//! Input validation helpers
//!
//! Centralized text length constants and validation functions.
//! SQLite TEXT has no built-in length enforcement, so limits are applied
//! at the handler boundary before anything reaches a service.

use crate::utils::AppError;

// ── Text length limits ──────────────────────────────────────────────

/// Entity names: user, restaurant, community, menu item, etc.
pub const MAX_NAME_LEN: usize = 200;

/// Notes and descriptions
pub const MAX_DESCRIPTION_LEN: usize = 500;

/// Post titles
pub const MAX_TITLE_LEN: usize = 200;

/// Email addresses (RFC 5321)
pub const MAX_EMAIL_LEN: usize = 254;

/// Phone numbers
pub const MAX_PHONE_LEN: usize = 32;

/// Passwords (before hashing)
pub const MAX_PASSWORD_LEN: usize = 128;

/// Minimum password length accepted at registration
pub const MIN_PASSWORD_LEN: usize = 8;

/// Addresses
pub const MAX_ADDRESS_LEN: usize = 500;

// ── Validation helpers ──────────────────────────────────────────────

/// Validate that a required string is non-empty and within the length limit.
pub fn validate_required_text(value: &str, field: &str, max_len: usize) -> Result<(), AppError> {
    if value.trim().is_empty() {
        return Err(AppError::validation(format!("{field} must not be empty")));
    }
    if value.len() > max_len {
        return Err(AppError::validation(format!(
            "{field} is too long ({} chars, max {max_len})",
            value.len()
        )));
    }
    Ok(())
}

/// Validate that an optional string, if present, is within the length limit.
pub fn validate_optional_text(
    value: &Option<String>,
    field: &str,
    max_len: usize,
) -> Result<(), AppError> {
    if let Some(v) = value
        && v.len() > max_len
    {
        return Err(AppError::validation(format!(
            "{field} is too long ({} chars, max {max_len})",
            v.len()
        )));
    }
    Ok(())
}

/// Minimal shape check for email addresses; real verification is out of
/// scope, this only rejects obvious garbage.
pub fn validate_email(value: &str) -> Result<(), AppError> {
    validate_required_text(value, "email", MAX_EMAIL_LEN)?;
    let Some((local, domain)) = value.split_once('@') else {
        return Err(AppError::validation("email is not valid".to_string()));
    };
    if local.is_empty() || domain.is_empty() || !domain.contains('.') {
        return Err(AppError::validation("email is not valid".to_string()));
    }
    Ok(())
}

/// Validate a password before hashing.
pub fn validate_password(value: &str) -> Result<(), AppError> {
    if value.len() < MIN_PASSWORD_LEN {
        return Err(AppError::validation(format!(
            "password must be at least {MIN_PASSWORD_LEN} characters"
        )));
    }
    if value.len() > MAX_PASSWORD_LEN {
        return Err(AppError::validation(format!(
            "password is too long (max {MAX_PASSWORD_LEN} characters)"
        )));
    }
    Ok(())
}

·····

_PROBLEM STATEMENT_: Every line that contains the string "characters" should be copied from the records.

_SOLUTION TO THIS TASK_:
            "password must be at least {MIN_PASSWORD_LEN} characters"
            "password is too long (max {MAX_PASSWORD_LEN} characters)"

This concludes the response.